TASK GOAL –
Note each line in the data below that holds "ScriptedEngine", and copy it.

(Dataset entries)
************

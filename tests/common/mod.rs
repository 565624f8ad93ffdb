#![allow(dead_code)]

use std::path::{Path, PathBuf};
use std::sync::atomic::{AtomicUsize, Ordering};
use std::sync::{Arc, Mutex};
use std::time::Duration;

use chess_core::board;
use chess_doctor::{
    AnalysisConfig, EngineError, EngineScore, EnginePool, EvaluationResult, Evaluator, PvLine,
    SearchBudget,
};
use chess_doctor::evaluator::fen_side_to_move;
use reqwest::Client;
use shakmaty::{CastlingMode, Color, Position};

/// Anderssen vs Kieseritzky, London 1851.
pub const IMMORTAL_GAME: &str = r#"[Event "London casual game"]
[Site "London ENG"]
[Date "1851.06.21"]
[White "Adolf Anderssen"]
[Black "Lionel Kieseritzky"]
[Result "1-0"]

1.e4 e5 2.f4 exf4 3.Bc4 Qh4+ 4.Kf1 b5 5.Bxb5 Nf6 6.Nf3 Qh6 7.d3 Nh5 8.Nh4 Qg5
9.Nf5 c6 10.g4 Nf6 11.Rg1 cxb5 12.h4 Qg6 13.h5 Qg5 14.Qf3 Ng8 15.Bxf4 Qf6
16.Nc3 Bc5 17.Nd5 Qxb2 18.Bd6 Bxg1 19.e5 Qxa1+ 20.Ke2 Na6 21.Nxg7+ Kd8
22.Qf6+ Nxf6 23.Be7# 1-0
"#;

/// White-positive engine verdicts for the start position and after each of
/// the first 44 plies. The final ply is mate and never reaches the engine.
pub fn immortal_script() -> Vec<EngineScore> {
    let cp = [
        20, 30, 25, -20, -10, -60, -40, -50, 50, 60, //
        60, 40, 100, 100, 110, 180, 190, 200, 260, 270, //
        280, 240, 580, 500, 520, 530, 540, 500, 700, 720, //
        730, 760, 800, 810, 1200, 900,
    ];
    let mates = [5, 4, 4, 3, 3, 2, 2, 1, 1];
    cp.into_iter()
        .map(EngineScore::Cp)
        .chain(mates.into_iter().map(EngineScore::Mate))
        .collect()
}

/// Evaluator stub that replays a fixed script.
///
/// Standard-budget queries consume the script in order; each entry is a
/// White-positive score and is flipped to the side to move. Deep-budget
/// queries answer with the first legal move by UCI order at 0.00. Once the
/// script runs out every position is 0.00.
pub struct ScriptedEngine {
    script: Vec<EngineScore>,
    deep: SearchBudget,
    next: AtomicUsize,
    standard_calls: AtomicUsize,
    deep_calls: AtomicUsize,
    in_flight: AtomicUsize,
    max_in_flight: AtomicUsize,
    /// Every FEN queried, in order
    pub log: Mutex<Vec<String>>,
}

impl ScriptedEngine {
    pub fn new(script: Vec<EngineScore>) -> Self {
        Self {
            script,
            deep: AnalysisConfig::default().deep,
            next: AtomicUsize::new(0),
            standard_calls: AtomicUsize::new(0),
            deep_calls: AtomicUsize::new(0),
            in_flight: AtomicUsize::new(0),
            max_in_flight: AtomicUsize::new(0),
            log: Mutex::new(Vec::new()),
        }
    }

    /// Every position evaluates to 0.00.
    pub fn level() -> Self {
        Self::new(Vec::new())
    }

    pub fn standard_calls(&self) -> usize {
        self.standard_calls.load(Ordering::SeqCst)
    }

    pub fn deep_calls(&self) -> usize {
        self.deep_calls.load(Ordering::SeqCst)
    }

    /// Highest number of queries that were ever running at once.
    pub fn max_in_flight(&self) -> usize {
        self.max_in_flight.load(Ordering::SeqCst)
    }

    fn answer(&self, fen: &str, budget: &SearchBudget) -> EvaluationResult {
        let pov = fen_side_to_move(fen);
        if *budget == self.deep {
            self.deep_calls.fetch_add(1, Ordering::SeqCst);
            let best = first_legal_move(fen);
            let pv: Vec<String> = best.iter().cloned().collect();
            return EvaluationResult {
                score: EngineScore::Cp(0),
                pov,
                best_move: best,
                pv: pv.clone(),
                depth: budget.depth.unwrap_or(0),
                lines: vec![PvLine {
                    score: EngineScore::Cp(0),
                    pv,
                }],
            };
        }

        self.standard_calls.fetch_add(1, Ordering::SeqCst);
        let index = self.next.fetch_add(1, Ordering::SeqCst);
        let white = self.script.get(index).copied().unwrap_or(EngineScore::Cp(0));
        let score = match (white, pov) {
            (score, Color::White) => score,
            (EngineScore::Cp(cp), Color::Black) => EngineScore::Cp(-cp),
            (EngineScore::Mate(n), Color::Black) => EngineScore::Mate(-n),
        };
        EvaluationResult {
            score,
            pov,
            best_move: None,
            pv: Vec::new(),
            depth: budget.depth.unwrap_or(0),
            lines: vec![PvLine {
                score,
                pv: Vec::new(),
            }],
        }
    }
}

impl Evaluator for ScriptedEngine {
    async fn evaluate(
        &self,
        fen: &str,
        budget: &SearchBudget,
    ) -> Result<EvaluationResult, EngineError> {
        let running = self.in_flight.fetch_add(1, Ordering::SeqCst) + 1;
        self.max_in_flight.fetch_max(running, Ordering::SeqCst);
        self.log.lock().unwrap().push(fen.to_string());

        // Give a concurrent caller the chance to overlap
        tokio::time::sleep(Duration::from_millis(1)).await;
        let result = self.answer(fen, budget);

        self.in_flight.fetch_sub(1, Ordering::SeqCst);
        Ok(result)
    }
}

fn first_legal_move(fen: &str) -> Option<String> {
    let pos = board::position_from_fen(fen)?;
    let mut moves: Vec<String> = pos
        .legal_moves()
        .iter()
        .map(|m| m.to_uci(CastlingMode::Standard).to_string())
        .collect();
    moves.sort();
    moves.into_iter().next()
}

// ---------------------------------------------------------------------------
// HTTP helpers
// ---------------------------------------------------------------------------

/// A `/bin/sh` UCI engine that scores every position +0.20 for the side to
/// move and always suggests e2e4.
#[cfg(unix)]
pub fn fake_engine(dir: &Path) -> PathBuf {
    use std::os::unix::fs::PermissionsExt;

    let script = r#"#!/bin/sh
while IFS= read -r line; do
  case "$line" in
    uci) echo "id name FakeFish"; echo "uciok" ;;
    isready) echo "readyok" ;;
    go*) echo "info depth 10 score cp 20 pv e2e4"; echo "bestmove e2e4" ;;
    stop) echo "bestmove e2e4" ;;
    quit) exit 0 ;;
  esac
done
"#;
    let path = dir.join("fakefish");
    std::fs::write(&path, script).unwrap();
    std::fs::set_permissions(&path, std::fs::Permissions::from_mode(0o755)).unwrap();
    path
}

pub fn static_dir() -> PathBuf {
    server::config::default_static_dir()
}

/// Serve the app on an ephemeral port and return its base URL.
pub async fn spawn_server(engine_path: PathBuf) -> String {
    let options = chess_doctor::EngineOptions {
        timeout: Duration::from_secs(2),
        ..chess_doctor::EngineOptions::new(engine_path)
    };
    let pool = Arc::new(EnginePool::new(options, 2));
    let config = Arc::new(AnalysisConfig::default());
    let app = server::build_router(pool, config, static_dir());

    let listener = tokio::net::TcpListener::bind("127.0.0.1:0").await.unwrap();
    let addr = listener.local_addr().unwrap();
    tokio::spawn(async move {
        axum::serve(listener, app).await.unwrap();
    });
    format!("http://{addr}")
}

/// Build a reqwest client for tests.
pub fn client() -> Client {
    Client::new()
}
impl<'a, E: Evaluator> GameAnalyzer<'a, E> {
    pub fn new(engine: &'a E, config: &'a AnalysisConfig) -> Self {
        Self { engine, config }
    }

    /// Analyze every ply in order. Any engine failure that survives the
    /// client's own retry aborts the whole analysis.
    pub async fn analyze(&self, game: &Game) -> Result<GameAnalysis, EngineError> {
        info!(
            white = %game.info.white,
            black = %game.info.black,
            plies = game.plies.len(),
            "Analyzing game"
        );
        self.engine.new_game().await?;

        let mut moves = Vec::with_capacity(game.plies.len());
        let mut errors = Vec::new();
        let mut summary = SummaryBuilder::default();
        // Last after-evaluation, keyed by FEN, reused as the next before-evaluation
        let mut cached: Option<(String, NormalizedScore)> = None;
        // White's move text for the current move number
        let mut white_half: Option<(u32, String)> = None;

        for ply in &game.plies {
            let analysis = match &ply.played {
                Err(e) => {
                    let message = format!("Move {} ({}): {e}", ply.move_number, ply.text);
                    warn!(ply = ply.index, text = %ply.text, error = %e, "Skipping move");
                    errors.push(message.clone());
                    cached = None;
                    self.error_ply(ply, message, &mut white_half)
                }
                Ok(played) => {
                    let fen_before = board::fen(&ply.before);
                    let eval_before = match cached.take() {
                        Some((fen, score)) if fen == fen_before => score,
                        _ => self.score(&ply.before, &fen_before).await?,
                    };
                    let fen_after = board::fen(&ply.after);
                    let eval_after = self.score(&ply.after, &fen_after).await?;
                    cached = Some((fen_after, eval_after));

                    self.rated_ply(ply, played, &fen_before, eval_before, eval_after, &mut white_half)
                        .await?
                }
            };
            summary.record(analysis.color, analysis.quality, analysis.delta);
            moves.push(analysis);
        }

        info!(moves = moves.len(), errors = errors.len(), "Analysis complete");
        Ok(GameAnalysis {
            info: game.info.clone(),
            moves,
            errors,
            summary: summary.finish(),
        })
    }

    async fn rated_ply(
        &self,
        ply: &Ply,
        played: &PlayedMove,
        fen_before: &str,
        eval_before: NormalizedScore,
        eval_after: NormalizedScore,
        white_half: &mut Option<(u32, String)>,
    ) -> Result<MoveAnalysis, EngineError> {
        let delta = mover_delta(eval_before, eval_after, ply.color);
        let tier = classify(delta, &self.config.thresholds);
        debug!(
            ply = ply.index,
            san = %played.san,
            before = eval_before.value(),
            after = eval_after.value(),
            delta,
            "Classified move"
        );

        let recommendation = if tier == QualityTier::Good {
            None
        } else {
            info!(ply = ply.index, san = %played.san, delta, quality = tier.as_str(), "Non-good move");
            Some(self.recommend(ply, played, fen_before, delta).await?)
        };
        let (best_move, best_evaluation, top_moves, line, explanation) = match recommendation {
            Some(r) => (
                r.best_move,
                Some(r.best_evaluation),
                r.top_moves,
                r.line,
                Some(r.explanation),
            ),
            None => (None, None, Vec::new(), None, None),
        };

        Ok(MoveAnalysis {
            ply: ply.index,
            move_number: ply.move_number,
            san: played.san.clone(),
            uci: Some(played.uci.clone()),
            color: ply.color,
            quality: MoveQuality::Rated(tier),
            eval_before: Some(eval_before),
            eval_after: Some(eval_after),
            delta: Some(delta),
            best_move,
            best_evaluation,
            top_moves,
            principal_variation: line,
            explanation,
            error: None,
            notation: running_notation(ply, &played.san, white_half),
        })
    }

    fn error_ply(
        &self,
        ply: &Ply,
        message: String,
        white_half: &mut Option<(u32, String)>,
    ) -> MoveAnalysis {
        MoveAnalysis {
            ply: ply.index,
            move_number: ply.move_number,
            san: ply.text.clone(),
            uci: None,
            color: ply.color,
            quality: MoveQuality::Error,
            eval_before: None,
            eval_after: None,
            delta: None,
            best_move: None,
            best_evaluation: None,
            top_moves: Vec::new(),
            principal_variation: None,
            explanation: None,
            error: Some(message),
            notation: running_notation(ply, &ply.text, white_half),
        }
    }

    /// Re-check the before-position at the deep budget. The deep score is
    /// only used to pick and rank moves; it never changes the delta.
    async fn recommend(
        &self,
        ply: &Ply,
        played: &PlayedMove,
        fen_before: &str,
        delta: i32,
    ) -> Result<Recommendation, EngineError> {
        let result = self.engine.evaluate(fen_before, &self.config.deep).await?;
        let mover = ply.before.turn();
        let best_evaluation = normalize(&result, mover);

        let best = result
            .best_move
            .as_deref()
            .and_then(|uci| board::uci_to_move(&ply.before, uci).ok());
        let best_move = best
            .as_ref()
            .filter(|best| **best != played.mv)
            .map(|best| board::play(&mut ply.before.clone(), best).san);

        let line = if result.pv.is_empty() {
            None
        } else {
            Some(notation::format_line(&ply.before, &result.pv, self.config.line_moves))
                .filter(|line| !line.is_empty())
        };

        let candidates = self.candidates(&ply.before, &result);
        let played_rank = candidates.iter().position(|(mv, _)| *mv == played.mv);
        let explanation = match (played_rank, best.as_ref()) {
            // Still one of the engine's top choices, just not the first
            (Some(rank), Some(best)) if rank > 0 && *best != played.mv => {
                let gap = -mover_delta(best_evaluation, candidates[rank].1.evaluation, mover);
                explain_alternative(&ply.before, played, best, gap)
            }
            _ => explain(&ply.before, played, best.as_ref(), delta),
        };

        Ok(Recommendation {
            best_move,
            best_evaluation,
            top_moves: candidates.into_iter().map(|(_, top)| top).collect(),
            line,
            explanation,
        })
    }

    /// Legal candidate moves of a multi-line result, in engine rank order.
    fn candidates(&self, before: &Chess, result: &EvaluationResult) -> Vec<(Move, TopMove)> {
        result
            .lines
            .iter()
            .filter_map(|line| {
                let mv = board::uci_to_move(before, line.first_move()?).ok()?;
                let san = board::play(&mut before.clone(), &mv).san;
                let top = TopMove {
                    san,
                    evaluation: normalize_score(line.score, before.turn()),
                    line: notation::format_line(before, &line.pv, self.config.line_moves),
                };
                Some((mv, top))
            })
            .collect()
    }

    /// Terminal positions are scored by the rules; everything else by the engine.
    async fn score(&self, pos: &Chess, fen: &str) -> Result<NormalizedScore, EngineError> {
        if board::is_terminal(pos) {
            return Ok(if pos.is_checkmate() {
                NormalizedScore::mated(pos.turn())
            } else {
                NormalizedScore::EVEN
            });
        }
        let result = self.engine.evaluate(fen, &self.config.standard).await?;
        Ok(normalize(&result, pos.turn()))
    }
}

/// `"12. Nf3"` for White, `"12. Nf3 Nc6"` or `"12... Nc6"` for Black.
fn running_notation(ply: &Ply, text: &str, white_half: &mut Option<(u32, String)>) -> String {
    match ply.color {
        Color::White => {
            *white_half = Some((ply.move_number, text.to_string()));
            notation::move_pair(ply.move_number, Some(text), None)
        }
        Color::Black => {
            let white = white_half
                .take()
                .filter(|(number, _)| *number == ply.move_number)
                .map(|(_, san)| san);
            notation::move_pair(ply.move_number, white.as_deref(), Some(text))
        }
    }
}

************

YOUR SOLUTION –
pub struct ScriptedEngine {
impl ScriptedEngine {
impl Evaluator for ScriptedEngine {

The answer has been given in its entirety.